- What to produce -
The word "only" may appear in some lines of the data; copy every such line.

• • •

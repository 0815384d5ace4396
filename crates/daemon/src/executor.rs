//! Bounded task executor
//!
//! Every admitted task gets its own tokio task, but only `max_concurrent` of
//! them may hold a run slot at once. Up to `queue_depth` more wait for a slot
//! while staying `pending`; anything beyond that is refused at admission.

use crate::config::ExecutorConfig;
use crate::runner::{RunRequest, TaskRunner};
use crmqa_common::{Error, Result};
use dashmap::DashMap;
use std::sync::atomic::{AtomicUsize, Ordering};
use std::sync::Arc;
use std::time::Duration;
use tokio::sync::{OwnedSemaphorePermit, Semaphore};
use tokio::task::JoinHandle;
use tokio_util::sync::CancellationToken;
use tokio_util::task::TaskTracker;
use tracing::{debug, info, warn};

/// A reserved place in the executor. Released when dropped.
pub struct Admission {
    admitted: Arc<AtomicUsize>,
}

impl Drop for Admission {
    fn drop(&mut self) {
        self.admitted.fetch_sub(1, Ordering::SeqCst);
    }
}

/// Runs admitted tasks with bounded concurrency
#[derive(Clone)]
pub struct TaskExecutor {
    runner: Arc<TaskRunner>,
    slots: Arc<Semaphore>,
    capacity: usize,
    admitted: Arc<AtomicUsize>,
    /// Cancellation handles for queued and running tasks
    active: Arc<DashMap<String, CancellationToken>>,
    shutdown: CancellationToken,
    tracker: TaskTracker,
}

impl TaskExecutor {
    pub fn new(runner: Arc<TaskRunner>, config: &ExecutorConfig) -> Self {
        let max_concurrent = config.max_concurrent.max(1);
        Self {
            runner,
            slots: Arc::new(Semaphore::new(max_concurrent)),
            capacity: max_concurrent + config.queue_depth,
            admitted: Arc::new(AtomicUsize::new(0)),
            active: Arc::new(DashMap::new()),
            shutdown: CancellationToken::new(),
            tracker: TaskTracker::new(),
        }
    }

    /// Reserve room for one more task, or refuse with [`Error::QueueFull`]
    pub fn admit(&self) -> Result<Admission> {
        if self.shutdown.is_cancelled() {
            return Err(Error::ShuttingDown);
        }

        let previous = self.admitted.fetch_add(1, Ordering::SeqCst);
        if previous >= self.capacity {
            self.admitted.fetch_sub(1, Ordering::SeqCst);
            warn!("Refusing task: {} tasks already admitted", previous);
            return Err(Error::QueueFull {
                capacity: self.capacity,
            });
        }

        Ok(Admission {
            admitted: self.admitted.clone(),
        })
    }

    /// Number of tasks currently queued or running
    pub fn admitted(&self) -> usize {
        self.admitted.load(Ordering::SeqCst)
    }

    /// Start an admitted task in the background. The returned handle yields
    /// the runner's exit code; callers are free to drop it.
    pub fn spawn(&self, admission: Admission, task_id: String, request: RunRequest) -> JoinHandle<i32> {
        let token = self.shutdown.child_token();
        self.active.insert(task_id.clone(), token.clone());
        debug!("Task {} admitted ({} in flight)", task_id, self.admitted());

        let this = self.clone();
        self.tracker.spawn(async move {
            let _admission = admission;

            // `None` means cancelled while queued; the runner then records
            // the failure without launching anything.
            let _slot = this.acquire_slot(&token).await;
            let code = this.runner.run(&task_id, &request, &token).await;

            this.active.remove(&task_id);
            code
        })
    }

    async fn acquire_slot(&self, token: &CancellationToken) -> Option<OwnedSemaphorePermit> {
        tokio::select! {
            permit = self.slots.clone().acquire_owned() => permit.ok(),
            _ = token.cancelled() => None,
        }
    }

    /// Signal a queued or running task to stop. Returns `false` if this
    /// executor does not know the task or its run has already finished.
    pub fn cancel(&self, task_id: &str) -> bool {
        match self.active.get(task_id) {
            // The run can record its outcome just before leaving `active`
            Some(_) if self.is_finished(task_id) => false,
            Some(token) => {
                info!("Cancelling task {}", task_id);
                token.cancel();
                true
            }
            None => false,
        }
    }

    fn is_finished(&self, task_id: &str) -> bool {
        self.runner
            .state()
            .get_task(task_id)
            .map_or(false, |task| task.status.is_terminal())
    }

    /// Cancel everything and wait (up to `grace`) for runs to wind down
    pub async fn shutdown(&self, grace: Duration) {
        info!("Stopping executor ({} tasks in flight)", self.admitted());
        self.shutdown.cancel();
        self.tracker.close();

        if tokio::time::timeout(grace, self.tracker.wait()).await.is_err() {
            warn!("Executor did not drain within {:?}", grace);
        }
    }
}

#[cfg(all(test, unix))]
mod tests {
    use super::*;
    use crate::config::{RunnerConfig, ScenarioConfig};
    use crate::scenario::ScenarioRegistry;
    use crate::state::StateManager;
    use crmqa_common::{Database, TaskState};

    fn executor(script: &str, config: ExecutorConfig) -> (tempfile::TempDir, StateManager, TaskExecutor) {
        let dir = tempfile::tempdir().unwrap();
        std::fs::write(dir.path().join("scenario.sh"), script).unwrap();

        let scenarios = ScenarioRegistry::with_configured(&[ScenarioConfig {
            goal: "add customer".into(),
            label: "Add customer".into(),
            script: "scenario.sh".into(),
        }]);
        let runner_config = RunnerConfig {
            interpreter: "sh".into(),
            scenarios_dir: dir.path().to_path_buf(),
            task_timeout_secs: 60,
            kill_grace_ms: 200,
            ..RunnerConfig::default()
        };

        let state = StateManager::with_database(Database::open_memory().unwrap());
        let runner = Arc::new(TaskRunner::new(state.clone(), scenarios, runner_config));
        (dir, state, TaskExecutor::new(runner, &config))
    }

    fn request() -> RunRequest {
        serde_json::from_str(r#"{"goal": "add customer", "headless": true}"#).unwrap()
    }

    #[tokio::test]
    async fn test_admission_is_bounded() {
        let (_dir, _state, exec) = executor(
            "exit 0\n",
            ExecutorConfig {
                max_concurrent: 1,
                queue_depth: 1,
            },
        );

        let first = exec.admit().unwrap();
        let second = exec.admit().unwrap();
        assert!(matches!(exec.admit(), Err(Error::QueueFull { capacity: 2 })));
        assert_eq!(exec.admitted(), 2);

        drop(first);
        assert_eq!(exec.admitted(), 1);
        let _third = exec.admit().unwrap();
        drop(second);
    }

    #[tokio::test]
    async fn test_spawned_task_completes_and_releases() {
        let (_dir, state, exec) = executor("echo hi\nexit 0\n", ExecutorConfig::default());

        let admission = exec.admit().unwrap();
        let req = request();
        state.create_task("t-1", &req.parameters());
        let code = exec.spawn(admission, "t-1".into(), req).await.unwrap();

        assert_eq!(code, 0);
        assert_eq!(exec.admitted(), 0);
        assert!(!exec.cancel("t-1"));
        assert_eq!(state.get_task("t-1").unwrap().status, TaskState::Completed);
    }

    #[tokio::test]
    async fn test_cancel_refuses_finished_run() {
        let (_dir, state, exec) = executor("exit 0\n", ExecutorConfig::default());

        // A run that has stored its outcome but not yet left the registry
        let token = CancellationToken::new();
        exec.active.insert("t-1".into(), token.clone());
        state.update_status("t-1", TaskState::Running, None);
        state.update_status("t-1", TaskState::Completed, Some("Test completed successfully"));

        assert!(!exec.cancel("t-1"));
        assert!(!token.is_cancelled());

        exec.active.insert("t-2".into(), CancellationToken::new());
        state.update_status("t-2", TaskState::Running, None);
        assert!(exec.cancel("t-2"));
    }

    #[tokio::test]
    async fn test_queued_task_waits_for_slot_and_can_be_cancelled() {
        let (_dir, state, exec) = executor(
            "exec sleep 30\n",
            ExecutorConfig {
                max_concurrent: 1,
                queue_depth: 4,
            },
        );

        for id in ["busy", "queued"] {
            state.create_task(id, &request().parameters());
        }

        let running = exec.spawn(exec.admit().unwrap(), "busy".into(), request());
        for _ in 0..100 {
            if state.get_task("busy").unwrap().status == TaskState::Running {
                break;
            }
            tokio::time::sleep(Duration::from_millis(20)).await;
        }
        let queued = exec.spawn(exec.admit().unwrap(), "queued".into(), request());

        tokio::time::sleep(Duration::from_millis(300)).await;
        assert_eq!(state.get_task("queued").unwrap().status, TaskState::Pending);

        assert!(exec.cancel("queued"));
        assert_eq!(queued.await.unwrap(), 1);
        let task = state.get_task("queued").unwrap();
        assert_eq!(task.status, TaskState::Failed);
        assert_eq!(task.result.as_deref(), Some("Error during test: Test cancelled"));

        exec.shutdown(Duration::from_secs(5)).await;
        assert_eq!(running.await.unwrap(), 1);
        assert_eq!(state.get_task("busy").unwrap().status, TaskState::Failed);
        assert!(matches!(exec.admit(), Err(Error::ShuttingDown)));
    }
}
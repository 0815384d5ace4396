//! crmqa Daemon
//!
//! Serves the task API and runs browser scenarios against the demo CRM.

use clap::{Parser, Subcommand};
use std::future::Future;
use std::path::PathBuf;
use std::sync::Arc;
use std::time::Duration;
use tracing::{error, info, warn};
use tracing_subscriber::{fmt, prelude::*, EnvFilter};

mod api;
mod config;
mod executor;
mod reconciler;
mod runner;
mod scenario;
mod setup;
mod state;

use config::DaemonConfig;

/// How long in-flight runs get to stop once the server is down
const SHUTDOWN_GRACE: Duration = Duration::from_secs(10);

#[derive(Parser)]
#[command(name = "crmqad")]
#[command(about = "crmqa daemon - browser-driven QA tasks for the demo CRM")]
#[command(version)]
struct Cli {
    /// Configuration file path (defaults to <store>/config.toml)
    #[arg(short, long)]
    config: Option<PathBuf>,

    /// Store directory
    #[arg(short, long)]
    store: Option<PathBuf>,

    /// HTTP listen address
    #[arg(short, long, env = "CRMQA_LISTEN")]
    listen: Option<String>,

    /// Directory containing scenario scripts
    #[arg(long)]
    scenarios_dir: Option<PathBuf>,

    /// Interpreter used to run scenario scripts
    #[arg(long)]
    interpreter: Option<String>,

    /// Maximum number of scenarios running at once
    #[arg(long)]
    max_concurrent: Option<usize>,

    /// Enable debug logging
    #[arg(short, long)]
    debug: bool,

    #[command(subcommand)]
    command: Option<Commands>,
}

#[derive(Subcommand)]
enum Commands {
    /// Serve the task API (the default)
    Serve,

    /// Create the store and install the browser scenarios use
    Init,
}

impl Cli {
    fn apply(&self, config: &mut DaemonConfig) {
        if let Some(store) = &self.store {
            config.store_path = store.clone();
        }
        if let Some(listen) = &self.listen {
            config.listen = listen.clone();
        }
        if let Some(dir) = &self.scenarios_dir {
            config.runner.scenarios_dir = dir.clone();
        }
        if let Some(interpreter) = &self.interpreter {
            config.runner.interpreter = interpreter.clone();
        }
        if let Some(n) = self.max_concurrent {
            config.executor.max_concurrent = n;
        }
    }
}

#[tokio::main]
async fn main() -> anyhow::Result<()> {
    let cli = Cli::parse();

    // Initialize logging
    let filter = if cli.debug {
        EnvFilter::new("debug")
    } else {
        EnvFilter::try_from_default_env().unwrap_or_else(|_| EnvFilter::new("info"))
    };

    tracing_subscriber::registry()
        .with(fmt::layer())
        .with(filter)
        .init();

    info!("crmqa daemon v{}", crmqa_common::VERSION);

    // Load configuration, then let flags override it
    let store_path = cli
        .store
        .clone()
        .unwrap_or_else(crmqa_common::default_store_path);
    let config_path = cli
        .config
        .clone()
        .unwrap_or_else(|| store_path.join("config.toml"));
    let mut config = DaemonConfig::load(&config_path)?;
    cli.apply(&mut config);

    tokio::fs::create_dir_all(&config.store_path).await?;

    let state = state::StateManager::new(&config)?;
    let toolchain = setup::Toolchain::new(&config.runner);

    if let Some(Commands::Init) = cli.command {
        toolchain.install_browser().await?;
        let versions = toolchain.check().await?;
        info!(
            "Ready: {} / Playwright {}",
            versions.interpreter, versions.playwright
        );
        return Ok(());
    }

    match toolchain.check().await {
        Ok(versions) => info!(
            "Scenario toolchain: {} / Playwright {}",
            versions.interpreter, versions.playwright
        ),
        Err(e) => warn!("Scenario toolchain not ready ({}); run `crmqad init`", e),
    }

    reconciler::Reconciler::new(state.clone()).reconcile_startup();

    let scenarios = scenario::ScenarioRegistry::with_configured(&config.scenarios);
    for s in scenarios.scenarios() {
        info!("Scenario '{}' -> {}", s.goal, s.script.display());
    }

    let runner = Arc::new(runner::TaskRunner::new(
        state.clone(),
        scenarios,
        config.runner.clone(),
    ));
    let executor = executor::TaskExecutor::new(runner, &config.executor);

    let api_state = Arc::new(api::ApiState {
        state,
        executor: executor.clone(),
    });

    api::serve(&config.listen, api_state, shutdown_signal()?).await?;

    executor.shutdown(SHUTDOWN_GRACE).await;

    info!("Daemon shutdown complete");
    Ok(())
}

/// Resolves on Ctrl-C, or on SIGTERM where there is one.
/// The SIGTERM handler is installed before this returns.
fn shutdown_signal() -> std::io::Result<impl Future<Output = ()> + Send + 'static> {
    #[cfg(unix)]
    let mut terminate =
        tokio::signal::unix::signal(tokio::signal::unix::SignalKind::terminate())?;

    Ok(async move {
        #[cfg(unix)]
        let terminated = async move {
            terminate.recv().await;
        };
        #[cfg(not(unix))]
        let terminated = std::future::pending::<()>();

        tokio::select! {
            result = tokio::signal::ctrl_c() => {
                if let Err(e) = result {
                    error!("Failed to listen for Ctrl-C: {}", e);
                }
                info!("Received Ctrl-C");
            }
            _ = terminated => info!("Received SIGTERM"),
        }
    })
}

• • •

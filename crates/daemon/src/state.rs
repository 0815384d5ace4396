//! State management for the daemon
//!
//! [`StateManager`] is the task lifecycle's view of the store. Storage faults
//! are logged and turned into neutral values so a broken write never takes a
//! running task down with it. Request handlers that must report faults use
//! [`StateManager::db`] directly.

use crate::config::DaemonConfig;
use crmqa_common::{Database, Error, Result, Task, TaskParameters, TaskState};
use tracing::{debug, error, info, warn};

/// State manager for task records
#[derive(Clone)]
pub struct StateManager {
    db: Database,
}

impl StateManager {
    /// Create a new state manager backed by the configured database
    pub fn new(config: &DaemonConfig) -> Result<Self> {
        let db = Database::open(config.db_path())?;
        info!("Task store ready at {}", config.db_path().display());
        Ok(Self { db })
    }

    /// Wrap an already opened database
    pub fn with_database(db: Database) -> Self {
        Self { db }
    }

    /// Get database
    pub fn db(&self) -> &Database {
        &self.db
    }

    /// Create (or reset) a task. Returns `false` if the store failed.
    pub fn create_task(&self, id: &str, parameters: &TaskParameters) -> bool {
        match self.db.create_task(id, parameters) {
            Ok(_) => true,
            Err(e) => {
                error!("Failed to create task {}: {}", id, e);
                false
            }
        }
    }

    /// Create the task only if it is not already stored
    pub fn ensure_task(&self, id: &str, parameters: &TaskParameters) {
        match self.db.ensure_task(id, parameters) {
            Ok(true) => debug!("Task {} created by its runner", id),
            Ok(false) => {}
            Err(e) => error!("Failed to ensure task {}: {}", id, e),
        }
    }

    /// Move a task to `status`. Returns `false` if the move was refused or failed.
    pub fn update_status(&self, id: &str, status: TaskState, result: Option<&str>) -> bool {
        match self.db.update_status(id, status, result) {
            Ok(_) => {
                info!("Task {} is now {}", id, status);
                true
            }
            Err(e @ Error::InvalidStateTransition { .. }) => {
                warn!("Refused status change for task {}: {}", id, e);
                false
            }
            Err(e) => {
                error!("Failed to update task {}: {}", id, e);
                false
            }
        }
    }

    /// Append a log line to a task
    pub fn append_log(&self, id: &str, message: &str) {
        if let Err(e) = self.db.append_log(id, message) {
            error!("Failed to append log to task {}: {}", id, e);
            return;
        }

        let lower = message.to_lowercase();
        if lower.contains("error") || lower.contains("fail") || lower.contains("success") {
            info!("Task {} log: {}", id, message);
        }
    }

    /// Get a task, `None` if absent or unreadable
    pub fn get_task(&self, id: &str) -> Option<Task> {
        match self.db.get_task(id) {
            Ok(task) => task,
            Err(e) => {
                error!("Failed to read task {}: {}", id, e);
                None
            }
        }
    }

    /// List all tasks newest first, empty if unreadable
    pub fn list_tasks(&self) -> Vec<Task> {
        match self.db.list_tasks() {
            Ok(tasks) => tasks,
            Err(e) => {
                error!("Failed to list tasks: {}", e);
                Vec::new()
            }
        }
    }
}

• • •

- Response to this task -
//! Every admitted task gets its own tokio task, but only `max_concurrent` of
    /// Create the task only if it is not already stored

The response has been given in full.